Alberta invention relieves pressure
February 1, 2012
Custom undergarment prevents sores for spinal cord, stroke patients
Story by Colin Zak; Photo by Paul Rotzinger
When Stewart Midwinter broke his neck paragliding last summer, his whole life changed.
“I’ve had to relearn even basic things,” says the 56-year-old Calgarian, who has spent the last several months at Foothills Medical Centre. “I’ve also learned a lot about just how serious pressure sores can be for patients like me.”
His outlook now appears healthier thanks to a new, invented-in-Alberta device called Smart-e-Pants — custom undergarments that stimulate the backside muscles of people with spinal cord injuries or who have suffered a stroke.
After successful pilot testing with 20 participants at the Allen Gray Continuing Care Centre and the Glenrose Rehabilitation Hospital in Edmonton, the device is now being piloted with five participants (including Midwinter) at Calgary’s Foothills Medical Centre.
“I’m thrilled to offer this option to patients at Foothills,” says Dr. Sean Dukelow, an Alberta Health Services stroke specialist with the Calgary Stroke Program. “Not only are pressure ulcers a serious health problem for our patients, the health care costs are considerable. We estimate that pressure ulcers cost the Canadian health care system $3.5 billion a year.”
Patients with reduced mobility — confined to a bed or wheelchair — often find themselves at risk for developing pressure ulcers, sores that often cause infections and can lead to life-threatening complications and death.
Smart-e-Pants look much like black bike shorts and fit like traditional underwear. The device delivers a mild electrical current to the wearer for 10 seconds every 10 minutes.
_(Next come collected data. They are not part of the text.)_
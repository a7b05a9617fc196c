// SPDX-License-Identifier: CEPL-1.0
#![deny(unsafe_op_in_unsafe_fn)]
//! Swapchain and presentation core.
//!
//! Everything here talks to the GPU through [`PresentDevice`], so the same
//! negotiation, recreation and frame sequencing logic runs against `ash` in
//! the application and against a tracking mock in tests.

pub mod collab;
pub mod device;
pub mod driver;
pub mod error;
pub mod negotiate;
mod resize;
pub mod swapchain;
pub mod sync;

#[cfg(test)]
pub(crate) mod mock;

pub use collab::{FrameStats, FrameTarget, OverlayListener, SceneRenderer, TargetInfo, ViewListener};
pub use device::{DepthTarget, PresentDevice, Submission};
pub use driver::{FrameOutcome, Presenter};
pub use error::PresentError;
pub use swapchain::{Swapchain, SwapchainConfig, SwapchainImage};
pub use sync::{FrameState, FrameSync, FrameSyncSet};

#[derive(Clone, Copy, Debug, PartialEq, Eq)]
pub struct RenderSize {
    pub width: u32,
    pub height: u32,
}

impl RenderSize {
    pub fn is_empty(&self) -> bool {
        self.width == 0 || self.height == 0
    }
}

pub trait Renderer {
    fn prepare(&mut self) -> Result<(), PresentError>;
    fn render_frame(&mut self) -> Result<FrameOutcome, PresentError>;
    fn on_resize(&mut self, size: RenderSize) -> Result<(), PresentError>;
    fn set_vsync(&mut self, _on: bool) -> Result<(), PresentError> {
        Ok(())
    }
    fn shutdown(&mut self);
}
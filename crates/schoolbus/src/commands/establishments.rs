//! Establishment command handlers.

use std::sync::Arc;

use tabled::Tabled;

use schoolbus_core::command::{CreateEstablishmentRequest, UpdateEstablishmentRequest};
use schoolbus_core::view::EstablishmentView;
use schoolbus_core::{Command as CoreCommand, Controller, EntityId, EntityKind, Establishment};

use crate::cli::{EstablishmentsArgs, EstablishmentsCommand, GlobalOpts};
use crate::error::CliError;
use crate::output::or_dash;

use super::util;

// ── Table row ───────────────────────────────────────────────────────

#[derive(Tabled)]
struct EstablishmentRow {
    #[tabled(rename = "ID")]
    id: EntityId,
    #[tabled(rename = "Name")]
    name: String,
    #[tabled(rename = "City")]
    city: String,
    #[tabled(rename = "Buses")]
    buses: usize,
    #[tabled(rename = "Students")]
    students: usize,
}

impl From<&Arc<EstablishmentView>> for EstablishmentRow {
    fn from(v: &Arc<EstablishmentView>) -> Self {
        Self {
            id: v.establishment.id,
            name: v.establishment.name.clone(),
            city: v.establishment.city.clone(),
            buses: v.bus_count,
            students: v.student_count,
        }
    }
}

fn detail(v: &EstablishmentView) -> String {
    let e = &v.establishment;
    [
        format!("ID:       {}", e.id),
        format!("Name:     {}", e.name),
        format!("Address:  {}", e.address),
        format!("City:     {}", e.city),
        format!("Phone:    {}", or_dash(e.phone.as_deref())),
        format!("Buses:    {}", v.bus_count),
        format!("Students: {}", v.student_count),
    ]
    .join("\n")
}

// ── Handler ─────────────────────────────────────────────────────────

pub async fn handle(
    controller: &Controller,
    args: EstablishmentsArgs,
    global: &GlobalOpts,
) -> Result<(), CliError> {
    match args.command {
        EstablishmentsCommand::List(list) => {
            util::list::<Establishment, _>(
                controller,
                list,
                global,
                |v| EstablishmentRow::from(v),
                |v| v.establishment.id.to_string(),
            )
            .await
        }

        EstablishmentsCommand::Get { id } => {
            util::get::<Establishment>(controller, id, global, detail).await
        }

        EstablishmentsCommand::Create {
            from_file,
            name,
            address,
            city,
            phone,
        } => {
            let req = match from_file {
                Some(path) => util::read_json_file(&path)?,
                None => CreateEstablishmentRequest {
                    name: util::required(name, "name")?,
                    address: util::required(address, "address")?,
                    city: util::required(city, "city")?,
                    phone,
                },
            };
            util::execute(controller, CoreCommand::CreateEstablishment(req), global).await
        }

        EstablishmentsCommand::Update {
            id,
            from_file,
            name,
            address,
            city,
            phone,
        } => {
            let update = match from_file {
                Some(path) => util::read_json_file(&path)?,
                None => UpdateEstablishmentRequest {
                    name,
                    address,
                    city,
                    phone,
                },
            };
            let cmd = CoreCommand::UpdateEstablishment {
                id: EntityId::new(id),
                update,
            };
            util::execute(controller, cmd, global).await
        }

        EstablishmentsCommand::Delete { id } => {
            util::delete(controller, EntityKind::Establishment, id, global).await
        }
    }
}
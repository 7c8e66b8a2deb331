// ── Paginator ──

use std::num::NonZeroUsize;

/// `{ currentPage, itemsPerPage }`. Pages are 1-based.
#[derive(Debug, Clone, Copy, PartialEq, Eq)]
pub struct PageState {
    current: usize,
    per_page: NonZeroUsize,
}

impl PageState {
    pub const fn new(per_page: NonZeroUsize) -> Self {
        Self {
            current: 1,
            per_page,
        }
    }

    /// Request a page; 0 is treated as 1.
    #[must_use]
    pub const fn at(mut self, page: usize) -> Self {
        self.current = if page == 0 { 1 } else { page };
        self
    }

    pub const fn current(&self) -> usize {
        self.current
    }

    pub const fn per_page(&self) -> NonZeroUsize {
        self.per_page
    }

    /// Snap the current page into `[1, max(1, total_pages)]`.
    #[must_use]
    pub fn clamped(self, filtered_count: usize) -> Self {
        let pages = total_pages(filtered_count, self.per_page);
        let current = if filtered_count == 0 {
            1
        } else {
            self.current.clamp(1, pages)
        };
        Self { current, ..self }
    }
}

/// `ceil(count / per_page)`; 0 when there is nothing to show.
pub fn total_pages(count: usize, per_page: NonZeroUsize) -> usize {
    count.div_ceil(per_page.get())
}

/// Page count for display: never below 1.
pub fn display_total_pages(count: usize, per_page: NonZeroUsize) -> usize {
    total_pages(count, per_page).max(1)
}

/// `items[(page-1)*size .. page*size]`, clipped to the slice bounds.
pub fn page_slice<T>(items: &[T], page: PageState) -> &[T] {
    let size = page.per_page.get();
    let start = page.current.saturating_sub(1).saturating_mul(size);
    if start >= items.len() {
        return &[];
    }
    let end = start.saturating_add(size).min(items.len());
    &items[start..end]
}

#[cfg(test)]
#[allow(clippy::unwrap_used)]
mod tests {
    use super::*;

    fn per(n: usize) -> NonZeroUsize {
        NonZeroUsize::new(n).unwrap()
    }

    #[test]
    fn slices_windows() {
        let items: Vec<u32> = (1..=7).collect();
        let page = PageState::new(per(3));
        assert_eq!(page_slice(&items, page), &[1, 2, 3]);
        assert_eq!(page_slice(&items, page.at(3)), &[7]);
        assert!(page_slice(&items, page.at(4)).is_empty());
    }

    #[test]
    fn total_pages_rounds_up_and_displays_at_least_one() {
        assert_eq!(total_pages(7, per(3)), 3);
        assert_eq!(total_pages(6, per(3)), 2);
        assert_eq!(total_pages(0, per(3)), 0);
        assert_eq!(display_total_pages(0, per(3)), 1);
    }

    #[test]
    fn clamping_holds_for_every_count_and_size() {
        for size in 1..=5 {
            for count in 0..=20 {
                for requested in 0..=10 {
                    let page = PageState::new(per(size)).at(requested).clamped(count);
                    let upper = display_total_pages(count, per(size));
                    assert!(
                        (1..=upper).contains(&page.current()),
                        "count={count} size={size} requested={requested} got={}",
                        page.current()
                    );
                }
            }
        }
    }

    #[test]
    fn clamping_keeps_valid_page() {
        assert_eq!(PageState::new(per(3)).at(2).clamped(7).current(), 2);
        assert_eq!(PageState::new(per(3)).at(3).clamped(6).current(), 2);
        assert_eq!(PageState::new(per(3)).at(3).clamped(0).current(), 1);
    }
}
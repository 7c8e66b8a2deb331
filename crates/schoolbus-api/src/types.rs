// ── Wire envelope types ──

use serde::{Deserialize, Serialize};

/// Pagination metadata returned alongside every list response.
#[derive(Debug, Clone, Copy, PartialEq, Eq, Serialize, Deserialize)]
#[serde(rename_all = "camelCase")]
pub struct Pagination {
    pub page: u32,
    pub limit: u32,
    pub total_pages: u32,
    /// Not every backend version sends this.
    #[serde(default, skip_serializing_if = "Option::is_none")]
    pub total_count: Option<u64>,
}

/// One page of a list response: `{ data, pagination }`.
#[derive(Debug, Clone, Serialize, Deserialize)]
pub struct Page<T> {
    pub data: Vec<T>,
    pub pagination: Pagination,
}

/// Query parameters for list endpoints.
///
/// `extra` carries resource-specific filters (e.g. `establishmentId`)
/// that are forwarded verbatim.
#[derive(Debug, Clone, Default, PartialEq, Eq)]
pub struct ListParams {
    pub page: Option<u32>,
    pub limit: Option<u32>,
    pub search: Option<String>,
    pub extra: Vec<(String, String)>,
}

impl ListParams {
    pub fn new(page: u32, limit: u32) -> Self {
        Self {
            page: Some(page),
            limit: Some(limit),
            ..Self::default()
        }
    }

    #[must_use]
    pub fn with_search(mut self, search: impl Into<String>) -> Self {
        let search = search.into();
        if !search.trim().is_empty() {
            self.search = Some(search);
        }
        self
    }

    #[must_use]
    pub fn with_param(mut self, key: impl Into<String>, value: impl ToString) -> Self {
        self.extra.push((key.into(), value.to_string()));
        self
    }

    /// Flatten into `reqwest` query pairs, skipping unset fields.
    pub fn to_query(&self) -> Vec<(String, String)> {
        let mut query = Vec::with_capacity(3 + self.extra.len());
        if let Some(page) = self.page {
            query.push(("page".to_owned(), page.to_string()));
        }
        if let Some(limit) = self.limit {
            query.push(("limit".to_owned(), limit.to_string()));
        }
        if let Some(ref search) = self.search {
            query.push(("search".to_owned(), search.clone()));
        }
        query.extend(self.extra.iter().cloned());
        query
    }
}

#[cfg(test)]
#[allow(clippy::unwrap_used)]
mod tests {
    use super::*;

    #[test]
    fn blank_search_is_not_forwarded() {
        let params = ListParams::new(1, 10).with_search("   ");
        assert_eq!(
            params.to_query(),
            vec![("page".into(), "1".into()), ("limit".into(), "10".into())]
        );
    }

    #[test]
    fn extra_params_follow_paging() {
        let params = ListParams::new(2, 5)
            .with_search("elo")
            .with_param("establishmentId", 3);
        let query = params.to_query();
        assert_eq!(query.len(), 4);
        assert_eq!(query[2], ("search".into(), "elo".into()));
        assert_eq!(query[3], ("establishmentId".into(), "3".into()));
    }

    #[test]
    fn pagination_reads_camel_case() {
        let p: Pagination =
            serde_json::from_str(r#"{"page":2,"limit":10,"totalPages":4}"#).unwrap();
        assert_eq!(p.total_pages, 4);
        assert_eq!(p.total_count, None);
    }
}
This stimulates nerves and muscles, causing wearers to fidget in their chair, something most people do automatically and take for granted. Such movement brings fresh blood flow and oxygen to muscles, thus helping to prevent ulcers from forming.
Canadian studies show pressure ulcers cost between $15,000 and $72,000 to treat for each patient.
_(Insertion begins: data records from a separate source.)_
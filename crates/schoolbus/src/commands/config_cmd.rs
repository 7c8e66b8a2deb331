//! Config subcommand handlers.

use std::path::PathBuf;

use dialoguer::{Input, Select};

use crate::cli::{ConfigArgs, ConfigCommand, GlobalOpts};
use crate::config::{self, BackendKind, Config, Profile};
use crate::error::CliError;
use crate::output;

// ── Helpers ─────────────────────────────────────────────────────────

const MASK: &str = "****";

/// Copy of the config with plaintext secrets masked.
fn redacted(cfg: &Config) -> Config {
    let mut out = cfg.clone();
    for profile in out.profiles.values_mut() {
        if profile.api_token.is_some() {
            profile.api_token = Some(MASK.into());
        }
    }
    out
}

/// TOML-ish rendering for the table format.
fn format_config(cfg: &Config) -> String {
    use std::fmt::Write;
    let mut out = String::new();

    if let Some(ref default) = cfg.default_profile {
        let _ = writeln!(out, "default_profile = \"{default}\"");
    }
    let _ = writeln!(out);
    let _ = writeln!(out, "[defaults]");
    let _ = writeln!(out, "output = \"{}\"", cfg.defaults.output);
    let _ = writeln!(out, "color = \"{}\"", cfg.defaults.color);
    let _ = writeln!(out, "items_per_page = {}", cfg.defaults.items_per_page);
    let _ = writeln!(out, "timeout = {}", cfg.defaults.timeout);

    for (name, p) in &cfg.profiles {
        let _ = writeln!(out);
        let _ = writeln!(out, "[profiles.{name}]");
        let backend = match p.backend {
            BackendKind::Local => "local",
            BackendKind::Remote => "remote",
        };
        let _ = writeln!(out, "backend = \"{backend}\"");
        if let Some(ref url) = p.api_url {
            let _ = writeln!(out, "api_url = \"{url}\"");
        }
        if let Some(ref token) = p.api_token {
            let _ = writeln!(out, "api_token = \"{token}\"");
        }
        if let Some(ref env) = p.api_token_env {
            let _ = writeln!(out, "api_token_env = \"{env}\"");
        }
        if let Some(ref dataset) = p.dataset {
            let _ = writeln!(out, "dataset = \"{}\"", dataset.display());
        }
        if let Some(ref ca) = p.ca_cert {
            let _ = writeln!(out, "ca_cert = \"{}\"", ca.display());
        }
        if let Some(insecure) = p.insecure {
            let _ = writeln!(out, "insecure = {insecure}");
        }
        if let Some(timeout) = p.timeout {
            let _ = writeln!(out, "timeout = {timeout}");
        }
        if let Some(per_page) = p.items_per_page {
            let _ = writeln!(out, "items_per_page = {per_page}");
        }
    }

    out
}

/// Map a dialoguer / interactive I/O failure into CliError.
fn prompt_err(e: impl std::fmt::Display) -> CliError {
    CliError::Validation {
        field: "interactive".into(),
        reason: format!("prompt failed: {e}"),
    }
}

fn prompt_local_profile() -> Result<Profile, CliError> {
    let dataset: String = Input::new()
        .with_prompt("Dataset file")
        .default(config::default_dataset_path().display().to_string())
        .interact_text()
        .map_err(prompt_err)?;

    Ok(Profile {
        backend: BackendKind::Local,
        dataset: Some(PathBuf::from(dataset)),
        ..Profile::default()
    })
}

fn prompt_remote_profile() -> Result<Profile, CliError> {
    let api_url: String = Input::new()
        .with_prompt("Backend URL")
        .default("https://localhost:3000/api".into())
        .interact_text()
        .map_err(prompt_err)?;

    let token_choices = &[
        "Read from an environment variable (recommended)",
        "Save to config file (plaintext)",
        "No token",
    ];
    let selection = Select::new()
        .with_prompt("API token")
        .items(token_choices)
        .default(0)
        .interact()
        .map_err(prompt_err)?;

    let (api_token, api_token_env) = match selection {
        0 => {
            let var: String = Input::new()
                .with_prompt("Variable name")
                .default("SCHOOLBUS_TOKEN".into())
                .interact_text()
                .map_err(prompt_err)?;
            (None, Some(var))
        }
        1 => {
            let token = rpassword::prompt_password("API token: ").map_err(prompt_err)?;
            if token.is_empty() {
                return Err(CliError::Validation {
                    field: "api_token".into(),
                    reason: "API token cannot be empty".into(),
                });
            }
            (Some(token), None)
        }
        _ => (None, None),
    };

    Ok(Profile {
        backend: BackendKind::Remote,
        api_url: Some(api_url),
        api_token,
        api_token_env,
        ..Profile::default()
    })
}

// ── Handler ─────────────────────────────────────────────────────────

pub fn handle(args: ConfigArgs, global: &GlobalOpts) -> Result<(), CliError> {
    match args.command {
        // ── Init: interactive wizard ────────────────────────────────
        ConfigCommand::Init => {
            let config_path = config::config_path();
            eprintln!("schoolbus configuration wizard");
            eprintln!("   Config path: {}\n", config_path.display());

            let profile_name: String = Input::new()
                .with_prompt("Profile name")
                .default("default".into())
                .interact_text()
                .map_err(prompt_err)?;

            let backend_choices = &[
                "Local dataset file (works offline)",
                "Remote REST backend",
            ];
            let profile = match Select::new()
                .with_prompt("Where do the records live?")
                .items(backend_choices)
                .default(0)
                .interact()
                .map_err(prompt_err)?
            {
                0 => prompt_local_profile()?,
                _ => prompt_remote_profile()?,
            };

            // Validate before writing anything.
            schoolbus_config::profile_to_controller_config(&profile, &config::Defaults::default())?;

            let mut cfg = config::load_config()?;
            cfg.profiles.insert(profile_name.clone(), profile);
            cfg.default_profile = Some(profile_name.clone());
            config::save_config(&cfg)?;

            eprintln!("\n✓ Configuration written to {}", config_path.display());
            eprintln!("  Active profile: {profile_name}");
            eprintln!("\n  Test it: schoolbus buses list");
            Ok(())
        }

        // ── Show ────────────────────────────────────────────────────
        ConfigCommand::Show => {
            let cfg = redacted(&config::load_config_or_default());
            let out = output::render_single(&global.output, &cfg, format_config, |_| {
                config::config_path().display().to_string()
            })?;
            output::print_output(&out, global.quiet);
            Ok(())
        }

        // ── Path ────────────────────────────────────────────────────
        ConfigCommand::Path => {
            output::print_output(&config::config_path().display().to_string(), false);
            Ok(())
        }

        // ── Profiles ────────────────────────────────────────────────
        ConfigCommand::Profiles => {
            let cfg = config::load_config_or_default();
            let default = cfg.default_profile.as_deref().unwrap_or("default");
            if cfg.profiles.is_empty() {
                let color = output::should_color(&global.color);
                eprintln!(
                    "{}",
                    output::dimmed("No profiles configured. Run: schoolbus config init", color)
                );
            } else {
                for name in cfg.profiles.keys() {
                    let marker = if name == default { " *" } else { "" };
                    println!("{name}{marker}");
                }
            }
            Ok(())
        }

        // ── Use <name> ─────────────────────────────────────────────
        ConfigCommand::Use { name } => {
            let mut cfg = config::load_config()?;

            if !cfg.profiles.contains_key(&name) {
                return Err(CliError::ProfileNotFound {
                    name,
                    available: config::available_profiles(&cfg),
                });
            }

            cfg.default_profile = Some(name.clone());
            config::save_config(&cfg)?;
            if !global.quiet {
                eprintln!("✓ Default profile set to '{name}'");
            }
            Ok(())
        }
    }
}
Smart-e-Pants were developed by Alberta Innovates - Health Solutions (AIHS) senior scholar Vivian Mushahwar, along with a team of experts from across Alberta — 16 principal investigators from neuroscience, nano- and micro-technology, biomedical and electrical engineering, as well as rehabilitation medicine.
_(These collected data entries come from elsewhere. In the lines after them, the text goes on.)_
//! Driver command handlers.

use std::sync::Arc;

use tabled::Tabled;

use schoolbus_core::command::{CreateDriverRequest, UpdateDriverRequest};
use schoolbus_core::view::DriverView;
use schoolbus_core::{Command as CoreCommand, Controller, Driver, EntityId, EntityKind};

use crate::cli::{DriversArgs, DriversCommand, GlobalOpts};
use crate::error::CliError;
use crate::output::or_dash;

use super::util;

// ── Table row ───────────────────────────────────────────────────────

#[derive(Tabled)]
struct DriverRow {
    #[tabled(rename = "ID")]
    id: EntityId,
    #[tabled(rename = "Name")]
    name: String,
    #[tabled(rename = "Email")]
    email: String,
    #[tabled(rename = "Establishment")]
    establishment: String,
    #[tabled(rename = "Bus")]
    bus: String,
}

impl From<&Arc<DriverView>> for DriverRow {
    fn from(v: &Arc<DriverView>) -> Self {
        Self {
            id: v.driver.id,
            name: v.driver.full_name(),
            email: v.driver.email.clone(),
            establishment: v.establishment_name.clone(),
            bus: v.bus_plate.clone(),
        }
    }
}

fn detail(v: &DriverView) -> String {
    let d = &v.driver;
    [
        format!("ID:            {}", d.id),
        format!("Name:          {}", d.full_name()),
        format!("Email:         {}", d.email),
        format!("Phone:         {}", or_dash(d.phone.as_deref())),
        format!("Licence:       {}", or_dash(d.license_number.as_deref())),
        format!("Establishment: {}", v.establishment_name),
        format!("Bus:           {}", v.bus_plate),
    ]
    .join("\n")
}

// ── Handler ─────────────────────────────────────────────────────────

pub async fn handle(
    controller: &Controller,
    args: DriversArgs,
    global: &GlobalOpts,
) -> Result<(), CliError> {
    match args.command {
        DriversCommand::List(list) => {
            util::list::<Driver, _>(controller, list, global, |v| DriverRow::from(v), |v| {
                v.driver.id.to_string()
            })
            .await
        }

        DriversCommand::Get { id } => util::get::<Driver>(controller, id, global, detail).await,

        DriversCommand::Create {
            from_file,
            first_name,
            last_name,
            email,
            phone,
            license,
            establishment,
        } => {
            let req = match from_file {
                Some(path) => util::read_json_file(&path)?,
                None => CreateDriverRequest {
                    first_name: util::required(first_name, "first-name")?,
                    last_name: util::required(last_name, "last-name")?,
                    email: util::required(email, "email")?,
                    phone,
                    license_number: license,
                    establishment_id: util::id(establishment),
                },
            };
            util::execute(controller, CoreCommand::CreateDriver(req), global).await
        }

        DriversCommand::Update {
            id,
            from_file,
            first_name,
            last_name,
            email,
            phone,
            license,
            establishment,
        } => {
            let update = match from_file {
                Some(path) => util::read_json_file(&path)?,
                None => UpdateDriverRequest {
                    first_name,
                    last_name,
                    email,
                    phone,
                    license_number: license,
                    establishment_id: util::id(establishment),
                },
            };
            let cmd = CoreCommand::UpdateDriver {
                id: EntityId::new(id),
                update,
            };
            util::execute(controller, cmd, global).await
        }

        DriversCommand::Delete { id } => {
            util::delete(controller, EntityKind::Driver, id, global).await
        }
    }
}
With $5 million in funding from AIHS (including support from Alberta Health and Wellness), the team set its sights on “Sensory Motor Adaptive Rehabilitation Technology” and the AIHS Project SMART team was born — and invented Smart-e-Pants in just two-and-a-half years of working together.
Barbara Stoesz, director of adult rehabilitation for Alberta Health Services at Glenrose, has seen first-hand both the human costs and the health care costs of pressure ulcers.
“From the very start, we put our heads together on how best to test the new technology and how to implement the Smart-e-Pants research in the inpatient rehab phase of the patient's journey,” Stoesz says. “Vivian’s team has been an excellent partner in working with us to tackle this problem.”
Richard Stein, co-leader of the team and research professor in the Centre for Neuroscience at U of A, says he expects more patients will soon be able to use Smart-e-Pants.
“We have created Prev Biotech, a subsidiary of BioMotion Limited, in order to ready ourselves for producing Smart-e-Pants on a much wider scale,” Stein says. “We look forward to doing clinical studies in Alberta hospitals and elsewhere in Canada in the coming months and years.”
For patients like Midwinter, Smart-e-Pants bring added protection while sitting in a wheelchair for extended periods of time.
“I now face many challenges I hadn’t expected, and Smart-e-Pants give me some added peace of mind.”